▶ [WHAT IS BEING ASKED]:
Among the entries that follow, the required portion opens with the line containing "type Err = $crate::primitives::ConfigError;" and closes with the line containing "assert_eq!(config.log_format, LogFormat::Text);". Give that portion again exactly, and nothing else.

___ RECORDS SHOWN

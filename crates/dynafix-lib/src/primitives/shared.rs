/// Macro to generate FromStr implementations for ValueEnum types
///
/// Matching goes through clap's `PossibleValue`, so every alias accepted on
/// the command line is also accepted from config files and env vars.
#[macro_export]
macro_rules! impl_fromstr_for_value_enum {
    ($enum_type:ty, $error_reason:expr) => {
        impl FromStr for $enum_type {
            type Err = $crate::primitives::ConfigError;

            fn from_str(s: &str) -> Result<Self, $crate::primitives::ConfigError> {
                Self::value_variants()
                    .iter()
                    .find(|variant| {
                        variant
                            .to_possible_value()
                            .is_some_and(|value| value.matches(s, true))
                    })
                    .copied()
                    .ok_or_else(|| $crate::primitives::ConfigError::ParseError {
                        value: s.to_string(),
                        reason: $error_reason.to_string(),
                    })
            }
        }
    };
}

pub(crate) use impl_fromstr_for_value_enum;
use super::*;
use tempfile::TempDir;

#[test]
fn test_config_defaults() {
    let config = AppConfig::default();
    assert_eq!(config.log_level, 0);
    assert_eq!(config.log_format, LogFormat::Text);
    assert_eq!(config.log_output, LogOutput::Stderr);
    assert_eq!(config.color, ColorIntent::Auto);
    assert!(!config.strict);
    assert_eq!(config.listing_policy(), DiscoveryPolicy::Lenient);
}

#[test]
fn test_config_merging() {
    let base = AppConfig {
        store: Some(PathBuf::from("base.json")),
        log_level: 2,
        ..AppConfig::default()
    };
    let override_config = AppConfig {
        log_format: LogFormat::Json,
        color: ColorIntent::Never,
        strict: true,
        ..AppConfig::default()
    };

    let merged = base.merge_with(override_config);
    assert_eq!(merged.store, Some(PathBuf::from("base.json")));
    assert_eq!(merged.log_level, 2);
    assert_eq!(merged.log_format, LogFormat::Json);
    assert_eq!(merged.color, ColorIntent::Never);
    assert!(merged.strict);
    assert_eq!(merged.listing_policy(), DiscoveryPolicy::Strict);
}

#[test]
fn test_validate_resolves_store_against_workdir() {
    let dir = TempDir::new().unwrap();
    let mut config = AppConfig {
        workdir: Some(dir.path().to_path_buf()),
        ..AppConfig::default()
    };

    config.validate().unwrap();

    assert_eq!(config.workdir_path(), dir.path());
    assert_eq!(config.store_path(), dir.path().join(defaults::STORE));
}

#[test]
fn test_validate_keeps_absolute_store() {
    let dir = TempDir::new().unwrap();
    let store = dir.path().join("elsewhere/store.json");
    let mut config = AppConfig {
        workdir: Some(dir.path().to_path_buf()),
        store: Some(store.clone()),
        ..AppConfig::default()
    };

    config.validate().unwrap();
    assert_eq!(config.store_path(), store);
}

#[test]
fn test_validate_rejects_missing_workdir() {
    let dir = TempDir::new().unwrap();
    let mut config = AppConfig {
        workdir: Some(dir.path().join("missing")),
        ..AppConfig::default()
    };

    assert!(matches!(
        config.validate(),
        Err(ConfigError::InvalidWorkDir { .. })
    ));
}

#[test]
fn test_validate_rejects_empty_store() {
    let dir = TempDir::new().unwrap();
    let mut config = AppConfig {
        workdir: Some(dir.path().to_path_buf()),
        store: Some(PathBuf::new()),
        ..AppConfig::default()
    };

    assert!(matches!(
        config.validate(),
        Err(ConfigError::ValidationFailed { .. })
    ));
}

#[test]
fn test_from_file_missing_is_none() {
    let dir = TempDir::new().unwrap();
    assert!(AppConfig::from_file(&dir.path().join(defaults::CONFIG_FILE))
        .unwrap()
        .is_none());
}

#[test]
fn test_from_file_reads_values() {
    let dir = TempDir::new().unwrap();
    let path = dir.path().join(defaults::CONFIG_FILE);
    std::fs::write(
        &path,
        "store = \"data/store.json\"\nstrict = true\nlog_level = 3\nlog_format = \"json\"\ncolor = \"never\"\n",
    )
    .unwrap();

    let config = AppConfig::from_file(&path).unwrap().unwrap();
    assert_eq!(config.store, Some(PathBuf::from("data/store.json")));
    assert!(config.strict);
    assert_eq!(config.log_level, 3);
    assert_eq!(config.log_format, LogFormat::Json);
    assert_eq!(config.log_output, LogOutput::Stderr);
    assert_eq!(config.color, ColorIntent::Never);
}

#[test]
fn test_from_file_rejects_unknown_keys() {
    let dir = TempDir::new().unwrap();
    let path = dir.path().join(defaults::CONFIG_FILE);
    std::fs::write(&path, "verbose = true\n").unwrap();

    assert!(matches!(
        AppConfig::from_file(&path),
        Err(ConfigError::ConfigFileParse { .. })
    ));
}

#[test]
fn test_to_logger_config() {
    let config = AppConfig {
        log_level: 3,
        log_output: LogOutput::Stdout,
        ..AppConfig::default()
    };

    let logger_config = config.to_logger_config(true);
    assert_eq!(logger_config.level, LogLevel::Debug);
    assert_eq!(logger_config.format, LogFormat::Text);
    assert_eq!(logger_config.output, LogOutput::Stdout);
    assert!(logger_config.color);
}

______
___ RECORDS SHOWN

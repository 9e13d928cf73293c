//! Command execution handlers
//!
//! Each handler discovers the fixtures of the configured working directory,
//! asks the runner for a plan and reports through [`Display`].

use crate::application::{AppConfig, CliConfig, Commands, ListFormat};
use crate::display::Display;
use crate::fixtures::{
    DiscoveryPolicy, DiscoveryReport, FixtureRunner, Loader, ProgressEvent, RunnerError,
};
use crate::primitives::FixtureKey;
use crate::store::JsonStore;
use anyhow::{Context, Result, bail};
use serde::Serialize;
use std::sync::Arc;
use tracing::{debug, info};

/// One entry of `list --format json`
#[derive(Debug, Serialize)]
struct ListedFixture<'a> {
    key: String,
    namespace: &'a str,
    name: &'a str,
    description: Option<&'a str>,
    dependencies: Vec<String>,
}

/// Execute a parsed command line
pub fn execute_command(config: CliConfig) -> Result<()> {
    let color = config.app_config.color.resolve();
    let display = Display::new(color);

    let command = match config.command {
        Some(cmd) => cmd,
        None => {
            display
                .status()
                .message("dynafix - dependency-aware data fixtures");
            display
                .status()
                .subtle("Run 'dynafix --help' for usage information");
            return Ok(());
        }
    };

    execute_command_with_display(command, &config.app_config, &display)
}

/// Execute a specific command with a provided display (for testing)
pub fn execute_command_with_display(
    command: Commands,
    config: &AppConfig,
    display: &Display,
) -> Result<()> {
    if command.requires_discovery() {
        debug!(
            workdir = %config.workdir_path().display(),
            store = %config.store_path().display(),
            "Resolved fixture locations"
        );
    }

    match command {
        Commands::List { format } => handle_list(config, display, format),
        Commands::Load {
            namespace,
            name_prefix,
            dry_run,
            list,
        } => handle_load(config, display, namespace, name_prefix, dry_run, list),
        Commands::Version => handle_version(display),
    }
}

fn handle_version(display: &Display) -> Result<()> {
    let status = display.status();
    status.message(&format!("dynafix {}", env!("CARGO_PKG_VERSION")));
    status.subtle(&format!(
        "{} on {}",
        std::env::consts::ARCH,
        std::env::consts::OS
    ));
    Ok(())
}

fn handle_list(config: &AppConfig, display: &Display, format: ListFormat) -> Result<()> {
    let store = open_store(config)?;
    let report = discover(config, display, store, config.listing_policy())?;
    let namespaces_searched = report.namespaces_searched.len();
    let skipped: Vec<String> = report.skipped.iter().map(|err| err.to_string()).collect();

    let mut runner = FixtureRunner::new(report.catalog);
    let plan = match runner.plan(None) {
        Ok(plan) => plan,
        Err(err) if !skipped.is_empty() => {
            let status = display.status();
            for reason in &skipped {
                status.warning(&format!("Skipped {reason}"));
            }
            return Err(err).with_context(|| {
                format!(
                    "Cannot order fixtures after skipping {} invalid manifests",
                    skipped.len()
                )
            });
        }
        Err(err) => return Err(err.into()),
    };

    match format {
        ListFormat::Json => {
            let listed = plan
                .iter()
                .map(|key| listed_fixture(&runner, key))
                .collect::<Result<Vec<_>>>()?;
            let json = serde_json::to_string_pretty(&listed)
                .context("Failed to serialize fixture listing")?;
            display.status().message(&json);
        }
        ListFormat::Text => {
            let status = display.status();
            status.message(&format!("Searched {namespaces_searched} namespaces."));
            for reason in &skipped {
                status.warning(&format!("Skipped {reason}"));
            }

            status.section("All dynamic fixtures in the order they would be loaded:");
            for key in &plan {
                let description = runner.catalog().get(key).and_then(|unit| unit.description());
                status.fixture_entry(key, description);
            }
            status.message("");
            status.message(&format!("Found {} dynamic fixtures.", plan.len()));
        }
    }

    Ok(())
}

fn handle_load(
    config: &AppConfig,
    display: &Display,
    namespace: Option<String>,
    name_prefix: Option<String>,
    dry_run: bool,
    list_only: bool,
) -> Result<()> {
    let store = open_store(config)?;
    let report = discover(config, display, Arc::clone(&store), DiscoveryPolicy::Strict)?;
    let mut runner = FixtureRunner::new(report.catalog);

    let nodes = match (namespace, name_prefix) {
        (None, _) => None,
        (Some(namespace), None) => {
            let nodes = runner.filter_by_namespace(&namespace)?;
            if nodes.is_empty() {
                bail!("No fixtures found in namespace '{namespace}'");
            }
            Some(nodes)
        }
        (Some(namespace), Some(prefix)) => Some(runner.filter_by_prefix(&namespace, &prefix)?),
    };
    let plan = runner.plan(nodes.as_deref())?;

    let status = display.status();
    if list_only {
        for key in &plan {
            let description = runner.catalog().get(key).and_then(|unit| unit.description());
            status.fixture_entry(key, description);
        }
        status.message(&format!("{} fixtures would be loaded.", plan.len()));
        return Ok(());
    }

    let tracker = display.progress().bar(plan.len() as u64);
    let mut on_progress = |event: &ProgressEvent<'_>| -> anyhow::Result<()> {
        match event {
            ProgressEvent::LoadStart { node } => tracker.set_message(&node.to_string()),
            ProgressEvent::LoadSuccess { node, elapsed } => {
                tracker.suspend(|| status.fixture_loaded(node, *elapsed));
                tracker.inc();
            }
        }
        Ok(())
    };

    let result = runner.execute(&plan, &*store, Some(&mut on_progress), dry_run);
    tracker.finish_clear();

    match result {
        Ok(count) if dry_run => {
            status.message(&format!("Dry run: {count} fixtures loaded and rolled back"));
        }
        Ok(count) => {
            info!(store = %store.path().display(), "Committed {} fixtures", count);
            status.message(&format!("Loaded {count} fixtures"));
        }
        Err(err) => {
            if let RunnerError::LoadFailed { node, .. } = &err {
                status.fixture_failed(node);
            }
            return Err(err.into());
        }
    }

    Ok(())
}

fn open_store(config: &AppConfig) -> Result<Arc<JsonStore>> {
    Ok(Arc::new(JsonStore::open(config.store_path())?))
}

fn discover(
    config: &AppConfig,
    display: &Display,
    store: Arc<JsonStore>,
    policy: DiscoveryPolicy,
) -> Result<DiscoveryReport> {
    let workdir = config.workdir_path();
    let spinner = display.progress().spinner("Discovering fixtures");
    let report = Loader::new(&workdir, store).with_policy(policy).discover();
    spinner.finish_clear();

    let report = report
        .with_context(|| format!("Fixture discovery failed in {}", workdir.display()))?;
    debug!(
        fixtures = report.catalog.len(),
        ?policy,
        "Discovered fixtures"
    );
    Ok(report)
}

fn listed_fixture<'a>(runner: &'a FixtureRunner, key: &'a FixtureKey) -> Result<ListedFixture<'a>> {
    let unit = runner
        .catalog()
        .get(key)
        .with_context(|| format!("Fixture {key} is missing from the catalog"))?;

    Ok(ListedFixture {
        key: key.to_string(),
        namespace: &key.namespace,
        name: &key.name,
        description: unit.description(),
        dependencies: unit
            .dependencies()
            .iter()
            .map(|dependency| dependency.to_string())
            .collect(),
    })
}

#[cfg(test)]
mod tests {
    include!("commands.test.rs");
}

______
___ RECORDS SHOWN

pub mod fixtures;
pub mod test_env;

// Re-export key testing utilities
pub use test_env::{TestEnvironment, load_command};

______

▶ [REPLY TO THE EXERCISE]:
            type Err = $crate::primitives::ConfigError;

            fn from_str(s: &str) -> Result<Self, $crate::primitives::ConfigError> {
                Self::value_variants()
                    .iter()
                    .find(|variant| {
                        variant
                            .to_possible_value()
                            .is_some_and(|value| value.matches(s, true))
                    })
                    .copied()
                    .ok_or_else(|| $crate::primitives::ConfigError::ParseError {
                        value: s.to_string(),
                        reason: $error_reason.to_string(),
                    })
            }
        }
    };
}

pub(crate) use impl_fromstr_for_value_enum;
use super::*;
use tempfile::TempDir;

#[test]
fn test_config_defaults() {
    let config = AppConfig::default();
    assert_eq!(config.log_level, 0);
    assert_eq!(config.log_format, LogFormat::Text);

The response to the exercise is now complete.